When this project came up, it was like it was meant to be. I knew we had to do this. An aspect of it which was interesting to [Studio 360] was that we were going to be going through that journey as a creative team here in the South. The diversity of experiences around the historical symbols for the South, and that passion for that symbol is represented in our own office. We were going to be attacking this thing as a bunch of anti-Confederate activists but with people on our team that grew up holding that symbol in esteem and respect and honor.

I had the perspective that this was going to be important to do well. I mentioned in my talk that it was important for this to be more like a peace-making effort. Attacking the hard truths, but also in the end that we put more emphasis on authentically on representing the South as it is today. I knew if we were to approach this as liberal anti-Southern activists, that it just would fall flat and be irrelevant. We would be missing the power that I think it resulted in, and where it arose the passions on both sides of the debate. That was exactly what I wanted to do.

What would you say the modern South represents? What's the message behind this new symbol?

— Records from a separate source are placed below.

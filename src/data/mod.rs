/// Data layer: rating types, file parsing, and value cleaning.
///
/// Architecture:
/// ```text
///   rating1.txt / rating2.txt
///        │
///        ▼
///   ┌──────────┐
///   │  loader   │  split each line at its first space → RawRatings
///   └──────────┘
///        │
///        ▼
///   ┌──────────┐
///   │  clean    │  parse rating tokens, drop the rest → RatingVector
///   └──────────┘
///        │
///        ▼
///   ┌──────────────┐
///   │ RatingVector  │  entry → f64, missing entries are zero
///   └──────────────┘
/// ```

pub mod clean;
pub mod loader;
pub mod model;
use std::fmt;

use indexmap::IndexMap;

// ---------------------------------------------------------------------------
// FieldOrder – which side of the delimiter holds the rating
// ---------------------------------------------------------------------------

/// Layout of a single line in a rating file.
#[derive(Debug, Clone, Copy, PartialEq, Eq, Default)]
pub enum FieldOrder {
    /// `"<rating> <entry>"`, e.g. `"4.5 The Left Hand of Darkness"`.
    #[default]
    RatingFirst,
    /// `"<entry> <rating>"`, e.g. `"apple 3.5"`.
    EntryFirst,
}

impl fmt::Display for FieldOrder {
    fn fmt(&self, f: &mut fmt::Formatter<'_>) -> fmt::Result {
        match self {
            FieldOrder::RatingFirst => write!(f, "rating-first"),
            FieldOrder::EntryFirst => write!(f, "entry-first"),
        }
    }
}

// ---------------------------------------------------------------------------
// RawRatings – parser output, values still text
// ---------------------------------------------------------------------------

/// Entry name → rating token exactly as it appeared in the file.
///
/// Keeps first-seen order; a repeated entry updates its value in place.
pub type RawRatings = IndexMap<String, String>;

// ---------------------------------------------------------------------------
// RatingVector – cleaned numeric ratings
// ---------------------------------------------------------------------------

/// A sparse vector indexed by entry name.
///
/// Entries missing from the map are an implicit zero component. Every stored
/// value was parsed from the rating file; nothing is defaulted. Entries keep
/// the order they were first read in, so sums run in file order.
#[derive(Debug, Clone, Default, PartialEq)]
pub struct RatingVector {
    components: IndexMap<String, f64>,
}

impl RatingVector {
    pub fn new() -> Self {
        Self::default()
    }

    /// Set the rating for `entry`, replacing any previous value.
    pub fn insert(&mut self, entry: impl Into<String>, rating: f64) {
        self.components.insert(entry.into(), rating);
    }

    /// Rating for `entry`, or `None` when the entry is absent (implicit zero).
    pub fn get(&self, entry: &str) -> Option<f64> {
        self.components.get(entry).copied()
    }

    pub fn contains(&self, entry: &str) -> bool {
        self.components.contains_key(entry)
    }

    /// Iterate `(entry, rating)` pairs in insertion order.
    pub fn iter(&self) -> impl Iterator<Item = (&str, f64)> {
        self.components.iter().map(|(k, v)| (k.as_str(), *v))
    }

    /// Number of explicitly stored entries.
    pub fn len(&self) -> usize {
        self.components.len()
    }

    pub fn is_empty(&self) -> bool {
        self.components.is_empty()
    }

    /// Number of entries present in both vectors.
    pub fn shared_entries(&self, other: &RatingVector) -> usize {
        self.components
            .keys()
            .filter(|k| other.contains(k))
            .count()
    }
}

impl<K: Into<String>> FromIterator<(K, f64)> for RatingVector {
    fn from_iter<I: IntoIterator<Item = (K, f64)>>(iter: I) -> Self {
        let mut vector = RatingVector::new();
        for (entry, rating) in iter {
            vector.insert(entry, rating);
        }
        vector
    }
}

#[cfg(test)]
mod tests {
    use super::*;

    #[test]
    fn insert_overwrites_previous_rating() {
        let mut v = RatingVector::new();
        v.insert("apple", 1.0);
        v.insert("apple", 2.5);

        assert_eq!(v.len(), 1);
        assert_eq!(v.get("apple"), Some(2.5));
    }

    #[test]
    fn iteration_follows_insertion_order() {
        let mut v = RatingVector::new();
        v.insert("zebra", 1.0);
        v.insert("apple", 2.0);
        v.insert("mango", 3.0);
        v.insert("zebra", 4.0);

        let entries: Vec<_> = v.iter().collect();
        assert_eq!(entries, vec![("zebra", 4.0), ("apple", 2.0), ("mango", 3.0)]);
    }

    #[test]
    fn missing_entry_is_none() {
        let v: RatingVector = [("apple", 1.0)].into_iter().collect();

        assert!(v.contains("apple"));
        assert_eq!(v.get("banana"), None);
    }

    #[test]
    fn shared_entries_counts_overlap_only() {
        let a: RatingVector = [("a", 1.0), ("b", 2.0), ("c", 3.0)].into_iter().collect();
        let b: RatingVector = [("b", 1.0), ("c", 1.0), ("d", 1.0)].into_iter().collect();

        assert_eq!(a.shared_entries(&b), 2);
        assert_eq!(b.shared_entries(&a), 2);
    }

    #[test]
    fn default_order_is_rating_first() {
        assert_eq!(FieldOrder::default(), FieldOrder::RatingFirst);
        assert_eq!(FieldOrder::EntryFirst.to_string(), "entry-first");
    }
}
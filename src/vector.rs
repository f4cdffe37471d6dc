use crate::data::model::RatingVector;

// ---------------------------------------------------------------------------
// Sparse vector algebra over entry names
// ---------------------------------------------------------------------------

/// Dot product of two sparse vectors.
///
/// Walks the entries of `a` only; an entry missing from `b` contributes zero,
/// which is also why entries that exist only in `b` can be ignored.
pub fn dot(a: &RatingVector, b: &RatingVector) -> f64 {
    // fold from +0.0: `Sum` starts at -0.0, which prints as "-0.0000"
    a.iter()
        .filter_map(|(entry, x)| b.get(entry).map(|y| x * y))
        .fold(0.0, |acc, term| acc + term)
}

/// Euclidean length of a vector.
pub fn magnitude(v: &RatingVector) -> f64 {
    dot(v, v).sqrt()
}

/// Cosine of the angle between two rating vectors.
///
/// `1.0` means the ratings point the same way regardless of scale, `0.0`
/// means no overlap. There is no guard for zero-length vectors: if either
/// side is empty or all zeros the result is NaN (`0 / 0`), and callers decide
/// how to report it.
pub fn affinity(a: &RatingVector, b: &RatingVector) -> f64 {
    let numerator = dot(a, b);
    let denominator = (dot(a, a) * dot(b, b)).sqrt();

    numerator / denominator
}

#[cfg(test)]
mod tests {
    use super::*;

    fn vector(pairs: &[(&str, f64)]) -> RatingVector {
        pairs.iter().copied().collect()
    }

    #[test]
    fn dot_only_counts_shared_entries() {
        let a = vector(&[("a", 2.0), ("b", 3.0)]);
        let b = vector(&[("a", 4.0), ("c", 1.0)]);

        assert_eq!(dot(&a, &b), 8.0);
        assert_eq!(dot(&b, &a), 8.0);
    }

    #[test]
    fn dot_adds_terms_in_insertion_order() {
        // sorted order would give 1 + 1e16 - 1e16 == 0
        let a = vector(&[("b", 1e16), ("c", -1e16), ("a", 1.0)]);
        let ones = vector(&[("a", 1.0), ("b", 1.0), ("c", 1.0)]);

        assert_eq!(dot(&a, &ones), 1.0);
    }

    #[test]
    fn magnitude_of_three_four_is_five() {
        let v = vector(&[("x", 3.0), ("y", 4.0)]);

        assert_eq!(magnitude(&v), 5.0);
    }

    #[test]
    fn affinity_of_vector_with_itself_is_one() {
        let v = vector(&[("a", 5.0), ("b", -3.0), ("c", 0.25)]);

        assert!((affinity(&v, &v) - 1.0).abs() < 1e-12);
    }

    #[test]
    fn affinity_ignores_scale() {
        let a = vector(&[("apple", 5.0), ("banana", 3.0)]);
        let b = vector(&[("apple", 10.0), ("banana", 6.0)]);

        assert!((affinity(&a, &b) - 1.0).abs() < 1e-12);
    }

    #[test]
    fn affinity_of_orthogonal_vectors_is_zero() {
        let a = vector(&[("a", 1.0)]);
        let b = vector(&[("b", 1.0)]);

        let score = affinity(&a, &b);
        assert_eq!(score, 0.0);
        assert!(score.is_sign_positive());
    }

    #[test]
    fn affinity_of_opposite_vectors_is_minus_one() {
        let a = vector(&[("a", 1.0), ("b", 2.0)]);
        let b = vector(&[("a", -1.0), ("b", -2.0)]);

        assert!((affinity(&a, &b) + 1.0).abs() < 1e-12);
    }

    #[test]
    fn affinity_with_empty_vector_is_nan() {
        let a = vector(&[("a", 1.0)]);
        let empty = RatingVector::new();

        assert!(affinity(&a, &empty).is_nan());
        assert!(affinity(&empty, &empty).is_nan());
    }

    #[test]
    fn affinity_with_all_zero_vector_is_nan() {
        let a = vector(&[("a", 1.0)]);
        let zeros = vector(&[("a", 0.0), ("b", 0.0)]);

        assert!(affinity(&a, &zeros).is_nan());
    }
}
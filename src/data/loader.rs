use std::path::Path;

use anyhow::{Context, Result};

use super::model::{FieldOrder, RawRatings};

// ---------------------------------------------------------------------------
// Public entry-point
// ---------------------------------------------------------------------------

/// Load a rating file into an entry → rating-token mapping.
///
/// Each line is trimmed and split at its first space. With
/// [`FieldOrder::RatingFirst`] the text before the space is the rating and
/// the rest of the line is the entry name, so `"3.5 red apple"` yields
/// `{"red apple": "3.5"}`. Lines without a space are skipped and later lines
/// overwrite earlier ones for the same entry.
pub fn parse(path: &Path, order: FieldOrder) -> Result<RawRatings> {
    let text = std::fs::read_to_string(path)
        .with_context(|| format!("reading rating file {}", path.display()))?;

    let ratings = parse_str(&text, order);
    log::info!(
        "Parsed {} entries from {} ({order})",
        ratings.len(),
        path.display()
    );
    Ok(ratings)
}

/// Same rules as [`parse`], applied to text already in memory.
pub fn parse_str(text: &str, order: FieldOrder) -> RawRatings {
    let mut ratings = RawRatings::new();

    for (line_no, line) in text.lines().enumerate() {
        match split_line(line, order) {
            Some((entry, rating)) => {
                ratings.insert(entry.to_string(), rating.to_string());
            }
            None => {
                if !line.trim().is_empty() {
                    log::debug!("line {}: no delimiter, skipped: {line:?}", line_no + 1);
                }
            }
        }
    }

    ratings
}

// ---------------------------------------------------------------------------
// Line splitting
// ---------------------------------------------------------------------------

/// Split one line into `(entry, rating)`.
///
/// Only the first ASCII space delimits; any further spaces stay in the
/// second token. Returns `None` for blank lines and lines without a space.
pub fn split_line(line: &str, order: FieldOrder) -> Option<(&str, &str)> {
    let line = line.trim();
    let index = line.find(' ')?;
    let (prefix, suffix) = (&line[..index], &line[index + 1..]);

    match order {
        FieldOrder::RatingFirst => Some((suffix, prefix)),
        FieldOrder::EntryFirst => Some((prefix, suffix)),
    }
}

The message of the symbol, from all of our discussions, . . . is that there is going to be people that are going to be a set individual. Individuality is going to be important. You've got these red stripes and the blue stripes. They are intentionally separate from each other. Whether you want to look at that as being black and white, Republican and Democrat – whatever. They're represented as individual and are respected that way, but they're also coming together. There are times that we're going to be individuals, but there are times that we're going to be together. When that's happening, it's beautiful. That symbol is representing both individuality and weaving together perspectives to create something new and beautiful. That is as important to the Southern experience as our individualism.

Do you see design as the primary agent of this change?

Not by itself, but It can play an important role. I'm trying to think of when it's been at its best. . . The most compelling example of how [design] can be used at its poorest is the way that Nazis used it. . . There was a very specific brand standards manual on how it was supposed to be used on uniforms, depictions on flags, vehicles, across the board. What that did was create a horrifying, very specific brand experience whenever you saw that thing. That gave it power. When somebody walked in with that on their sleeve or that thing is hanging off of somebody's house or on a flagpole, all the horrors that you may have associated with it becomes represented in that moment.

What's the opposite of that look like for design? I don't know if we've seen it. . . If we were to pick something that's really important that is dragging society down, and we're able to bring people together and get them to working towards a common goal, then maybe we can effect change in a profound way. It's going to spur action. . . The Nazi flag isn't what killed six million Jews. It was the people that did it, so it's what does the opposite of that look like? We can only inspire people to come together and take strong action.

Design will be a component. It'll make it easier to bring people together. It'll make it easier to actually get folks to step up, and to take notice. They must realize they need to be called to a cause, and to bring their own individual talents – whether they're accountants, athletes, lawyers, mechanics, or whatever. We have to deal with the problems of the day. Maybe that's climate change. . . That could absolutely be the most important design issue. We've got folks that just do not believe scientific fact. How do you cut through that to actually persuade people so that we can take steps forward as a world and try and save the earth? That could very well be the most important challenge that we have to deal with today, whether through governments, as people or as designers.